(Dataset records begins)

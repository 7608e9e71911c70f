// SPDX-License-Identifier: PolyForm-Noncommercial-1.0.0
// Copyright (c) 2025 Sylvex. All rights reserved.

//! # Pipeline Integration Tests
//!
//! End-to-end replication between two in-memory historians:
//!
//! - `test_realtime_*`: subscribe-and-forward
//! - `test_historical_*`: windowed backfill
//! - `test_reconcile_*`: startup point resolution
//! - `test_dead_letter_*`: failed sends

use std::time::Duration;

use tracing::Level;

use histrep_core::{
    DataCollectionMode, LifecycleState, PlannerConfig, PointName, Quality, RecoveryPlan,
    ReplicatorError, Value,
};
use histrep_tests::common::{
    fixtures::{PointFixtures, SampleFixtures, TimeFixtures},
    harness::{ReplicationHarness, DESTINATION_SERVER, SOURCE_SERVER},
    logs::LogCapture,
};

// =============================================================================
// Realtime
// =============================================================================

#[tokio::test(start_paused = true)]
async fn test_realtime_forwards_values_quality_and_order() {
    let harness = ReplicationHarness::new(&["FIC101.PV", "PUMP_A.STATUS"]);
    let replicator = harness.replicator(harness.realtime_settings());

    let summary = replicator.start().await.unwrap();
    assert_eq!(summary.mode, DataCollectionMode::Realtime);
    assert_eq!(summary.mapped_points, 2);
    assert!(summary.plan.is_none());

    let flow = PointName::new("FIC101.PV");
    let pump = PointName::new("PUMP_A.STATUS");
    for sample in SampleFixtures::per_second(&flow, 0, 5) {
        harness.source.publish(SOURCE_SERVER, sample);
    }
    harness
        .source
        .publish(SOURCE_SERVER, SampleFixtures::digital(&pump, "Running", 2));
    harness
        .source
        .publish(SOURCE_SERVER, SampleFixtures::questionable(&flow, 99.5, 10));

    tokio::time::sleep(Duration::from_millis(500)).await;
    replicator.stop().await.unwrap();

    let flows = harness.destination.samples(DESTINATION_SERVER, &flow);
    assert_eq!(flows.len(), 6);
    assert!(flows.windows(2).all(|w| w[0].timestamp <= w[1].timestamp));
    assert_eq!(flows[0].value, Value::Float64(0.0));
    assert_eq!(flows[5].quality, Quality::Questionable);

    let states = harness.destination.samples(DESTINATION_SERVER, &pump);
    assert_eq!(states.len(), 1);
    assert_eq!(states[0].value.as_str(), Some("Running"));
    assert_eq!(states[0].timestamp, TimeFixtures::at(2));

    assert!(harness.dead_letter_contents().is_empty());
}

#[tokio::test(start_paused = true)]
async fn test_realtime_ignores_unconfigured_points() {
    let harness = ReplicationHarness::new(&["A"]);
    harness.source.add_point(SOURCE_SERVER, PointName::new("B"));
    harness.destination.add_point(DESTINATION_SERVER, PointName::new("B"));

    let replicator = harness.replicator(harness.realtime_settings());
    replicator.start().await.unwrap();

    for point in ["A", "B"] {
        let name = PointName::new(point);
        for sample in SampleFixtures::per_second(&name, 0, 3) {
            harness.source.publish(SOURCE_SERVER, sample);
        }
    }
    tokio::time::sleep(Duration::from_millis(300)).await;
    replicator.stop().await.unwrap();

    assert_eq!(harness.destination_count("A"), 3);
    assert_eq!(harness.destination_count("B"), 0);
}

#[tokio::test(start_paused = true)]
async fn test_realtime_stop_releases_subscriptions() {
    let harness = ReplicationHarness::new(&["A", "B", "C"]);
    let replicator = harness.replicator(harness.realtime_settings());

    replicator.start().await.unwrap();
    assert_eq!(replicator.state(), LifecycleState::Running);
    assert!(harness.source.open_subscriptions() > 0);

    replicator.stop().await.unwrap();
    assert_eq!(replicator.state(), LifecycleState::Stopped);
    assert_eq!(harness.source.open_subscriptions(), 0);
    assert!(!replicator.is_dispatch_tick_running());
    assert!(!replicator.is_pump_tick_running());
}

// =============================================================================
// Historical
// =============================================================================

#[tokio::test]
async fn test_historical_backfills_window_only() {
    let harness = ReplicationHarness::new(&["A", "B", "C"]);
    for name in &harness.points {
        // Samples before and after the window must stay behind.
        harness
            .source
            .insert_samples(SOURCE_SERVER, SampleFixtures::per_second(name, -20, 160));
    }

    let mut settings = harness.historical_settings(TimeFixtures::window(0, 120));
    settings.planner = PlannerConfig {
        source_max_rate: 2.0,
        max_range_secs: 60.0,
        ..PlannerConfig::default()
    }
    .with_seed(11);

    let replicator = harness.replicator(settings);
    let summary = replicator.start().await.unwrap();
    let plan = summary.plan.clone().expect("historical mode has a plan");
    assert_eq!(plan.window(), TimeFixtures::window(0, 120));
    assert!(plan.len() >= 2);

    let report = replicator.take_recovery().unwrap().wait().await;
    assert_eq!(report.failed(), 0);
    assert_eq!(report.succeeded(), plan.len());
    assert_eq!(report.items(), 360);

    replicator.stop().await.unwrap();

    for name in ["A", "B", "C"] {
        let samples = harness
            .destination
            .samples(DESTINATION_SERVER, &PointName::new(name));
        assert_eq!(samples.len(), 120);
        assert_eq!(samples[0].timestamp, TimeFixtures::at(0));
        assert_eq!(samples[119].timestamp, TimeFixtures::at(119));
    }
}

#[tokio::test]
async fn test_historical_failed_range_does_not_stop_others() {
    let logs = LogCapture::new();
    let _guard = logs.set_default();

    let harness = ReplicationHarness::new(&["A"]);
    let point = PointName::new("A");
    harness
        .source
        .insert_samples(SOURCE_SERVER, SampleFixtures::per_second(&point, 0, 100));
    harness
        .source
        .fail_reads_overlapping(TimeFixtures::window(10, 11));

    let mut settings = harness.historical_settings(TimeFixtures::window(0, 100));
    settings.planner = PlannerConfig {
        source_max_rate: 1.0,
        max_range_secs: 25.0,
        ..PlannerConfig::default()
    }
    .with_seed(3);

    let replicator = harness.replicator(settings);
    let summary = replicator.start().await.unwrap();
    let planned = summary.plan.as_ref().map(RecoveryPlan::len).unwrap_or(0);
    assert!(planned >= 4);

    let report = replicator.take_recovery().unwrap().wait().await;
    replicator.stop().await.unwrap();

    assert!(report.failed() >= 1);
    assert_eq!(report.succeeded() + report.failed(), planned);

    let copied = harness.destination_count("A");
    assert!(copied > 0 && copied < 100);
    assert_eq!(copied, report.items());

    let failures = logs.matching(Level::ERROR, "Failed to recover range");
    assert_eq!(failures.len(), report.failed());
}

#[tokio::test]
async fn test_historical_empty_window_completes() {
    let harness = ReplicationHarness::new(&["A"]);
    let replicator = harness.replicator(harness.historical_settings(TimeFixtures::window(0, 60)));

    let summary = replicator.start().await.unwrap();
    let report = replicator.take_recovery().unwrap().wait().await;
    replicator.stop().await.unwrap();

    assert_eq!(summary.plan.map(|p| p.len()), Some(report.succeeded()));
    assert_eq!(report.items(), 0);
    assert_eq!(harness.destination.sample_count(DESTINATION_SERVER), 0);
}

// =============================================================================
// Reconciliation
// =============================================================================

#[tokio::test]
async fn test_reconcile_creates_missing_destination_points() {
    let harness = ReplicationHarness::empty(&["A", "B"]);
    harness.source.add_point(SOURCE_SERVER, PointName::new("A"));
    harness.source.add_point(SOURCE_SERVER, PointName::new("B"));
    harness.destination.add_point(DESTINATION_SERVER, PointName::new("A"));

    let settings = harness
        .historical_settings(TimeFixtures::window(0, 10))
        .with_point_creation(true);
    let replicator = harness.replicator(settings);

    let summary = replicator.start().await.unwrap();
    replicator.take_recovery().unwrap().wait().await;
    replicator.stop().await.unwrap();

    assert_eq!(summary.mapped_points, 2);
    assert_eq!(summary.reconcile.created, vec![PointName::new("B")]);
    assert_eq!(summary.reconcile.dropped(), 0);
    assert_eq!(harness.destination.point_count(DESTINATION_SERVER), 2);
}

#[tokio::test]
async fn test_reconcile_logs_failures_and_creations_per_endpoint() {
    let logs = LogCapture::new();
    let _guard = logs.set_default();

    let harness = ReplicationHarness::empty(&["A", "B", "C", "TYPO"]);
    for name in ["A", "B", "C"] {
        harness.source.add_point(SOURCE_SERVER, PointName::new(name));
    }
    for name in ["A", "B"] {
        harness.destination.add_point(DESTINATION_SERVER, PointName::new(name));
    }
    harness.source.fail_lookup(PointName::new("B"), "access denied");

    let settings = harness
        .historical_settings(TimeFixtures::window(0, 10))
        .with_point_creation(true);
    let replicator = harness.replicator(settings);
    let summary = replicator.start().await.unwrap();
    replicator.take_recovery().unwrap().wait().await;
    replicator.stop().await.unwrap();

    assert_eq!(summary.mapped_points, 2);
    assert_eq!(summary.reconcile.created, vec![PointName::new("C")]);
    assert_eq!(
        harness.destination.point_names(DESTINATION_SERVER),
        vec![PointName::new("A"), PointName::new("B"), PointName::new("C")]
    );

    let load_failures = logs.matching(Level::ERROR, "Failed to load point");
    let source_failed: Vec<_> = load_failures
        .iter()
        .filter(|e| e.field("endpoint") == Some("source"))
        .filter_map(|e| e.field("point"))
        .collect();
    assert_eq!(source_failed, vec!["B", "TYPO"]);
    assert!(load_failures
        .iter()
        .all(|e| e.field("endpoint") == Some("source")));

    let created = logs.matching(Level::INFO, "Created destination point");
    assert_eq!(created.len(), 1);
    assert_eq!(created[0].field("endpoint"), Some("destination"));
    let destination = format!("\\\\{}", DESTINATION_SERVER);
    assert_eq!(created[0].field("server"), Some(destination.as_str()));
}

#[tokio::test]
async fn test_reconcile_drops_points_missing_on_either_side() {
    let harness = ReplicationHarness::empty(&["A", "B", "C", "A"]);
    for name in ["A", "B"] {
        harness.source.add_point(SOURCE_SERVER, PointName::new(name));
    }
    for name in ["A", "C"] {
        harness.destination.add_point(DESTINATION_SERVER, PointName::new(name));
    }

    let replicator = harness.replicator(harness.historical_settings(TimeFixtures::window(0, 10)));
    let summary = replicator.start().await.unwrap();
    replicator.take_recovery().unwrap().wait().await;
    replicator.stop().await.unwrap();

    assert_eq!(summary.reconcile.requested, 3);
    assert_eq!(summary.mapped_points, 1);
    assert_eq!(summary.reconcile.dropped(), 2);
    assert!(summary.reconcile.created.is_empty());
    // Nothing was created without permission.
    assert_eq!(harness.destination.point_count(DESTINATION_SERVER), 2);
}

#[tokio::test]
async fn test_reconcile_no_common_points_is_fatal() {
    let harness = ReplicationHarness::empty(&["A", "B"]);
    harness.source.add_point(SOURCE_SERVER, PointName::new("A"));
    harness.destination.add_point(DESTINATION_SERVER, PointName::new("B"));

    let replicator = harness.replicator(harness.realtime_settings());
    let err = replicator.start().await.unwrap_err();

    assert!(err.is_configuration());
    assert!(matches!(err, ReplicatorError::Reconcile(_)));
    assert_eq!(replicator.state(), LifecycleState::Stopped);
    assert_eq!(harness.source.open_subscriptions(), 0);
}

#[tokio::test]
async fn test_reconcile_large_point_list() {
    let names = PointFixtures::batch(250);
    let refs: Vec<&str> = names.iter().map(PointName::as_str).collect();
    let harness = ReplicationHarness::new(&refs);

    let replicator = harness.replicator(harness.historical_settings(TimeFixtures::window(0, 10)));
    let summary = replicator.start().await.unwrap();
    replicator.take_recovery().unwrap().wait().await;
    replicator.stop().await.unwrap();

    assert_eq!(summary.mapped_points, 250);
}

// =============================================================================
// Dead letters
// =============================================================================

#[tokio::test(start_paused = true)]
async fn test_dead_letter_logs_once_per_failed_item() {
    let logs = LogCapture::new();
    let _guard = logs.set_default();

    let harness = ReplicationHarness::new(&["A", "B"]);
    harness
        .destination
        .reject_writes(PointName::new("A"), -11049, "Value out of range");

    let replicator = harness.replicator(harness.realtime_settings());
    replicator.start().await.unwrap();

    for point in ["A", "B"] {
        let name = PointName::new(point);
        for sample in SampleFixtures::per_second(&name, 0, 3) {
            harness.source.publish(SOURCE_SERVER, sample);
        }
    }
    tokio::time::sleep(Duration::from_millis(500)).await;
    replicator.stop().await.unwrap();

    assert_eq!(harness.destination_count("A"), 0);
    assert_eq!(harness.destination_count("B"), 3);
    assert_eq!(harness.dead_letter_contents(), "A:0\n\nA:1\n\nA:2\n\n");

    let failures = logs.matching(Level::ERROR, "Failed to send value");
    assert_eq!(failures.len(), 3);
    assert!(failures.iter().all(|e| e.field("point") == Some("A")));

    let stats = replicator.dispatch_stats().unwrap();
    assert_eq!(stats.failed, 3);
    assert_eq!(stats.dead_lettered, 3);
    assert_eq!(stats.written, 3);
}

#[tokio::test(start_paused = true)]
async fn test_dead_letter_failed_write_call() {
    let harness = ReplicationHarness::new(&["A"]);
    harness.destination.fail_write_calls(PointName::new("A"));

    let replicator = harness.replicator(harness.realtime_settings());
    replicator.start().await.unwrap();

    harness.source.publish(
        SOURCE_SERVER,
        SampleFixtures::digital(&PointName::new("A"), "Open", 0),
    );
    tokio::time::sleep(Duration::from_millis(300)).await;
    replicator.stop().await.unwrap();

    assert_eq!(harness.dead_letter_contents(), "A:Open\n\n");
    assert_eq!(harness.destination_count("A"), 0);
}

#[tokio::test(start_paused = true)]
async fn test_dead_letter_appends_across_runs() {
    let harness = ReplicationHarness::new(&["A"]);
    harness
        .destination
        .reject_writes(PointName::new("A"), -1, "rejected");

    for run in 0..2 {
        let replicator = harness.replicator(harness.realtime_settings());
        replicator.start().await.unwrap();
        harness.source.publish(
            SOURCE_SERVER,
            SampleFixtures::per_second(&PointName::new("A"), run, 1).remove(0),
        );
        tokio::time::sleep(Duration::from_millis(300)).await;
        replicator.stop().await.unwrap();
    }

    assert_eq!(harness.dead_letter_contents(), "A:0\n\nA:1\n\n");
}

(Dataset records ends)

What needs to be done:
Give the number of lines above that contain "publish", and nothing more.

Reply to the task:
7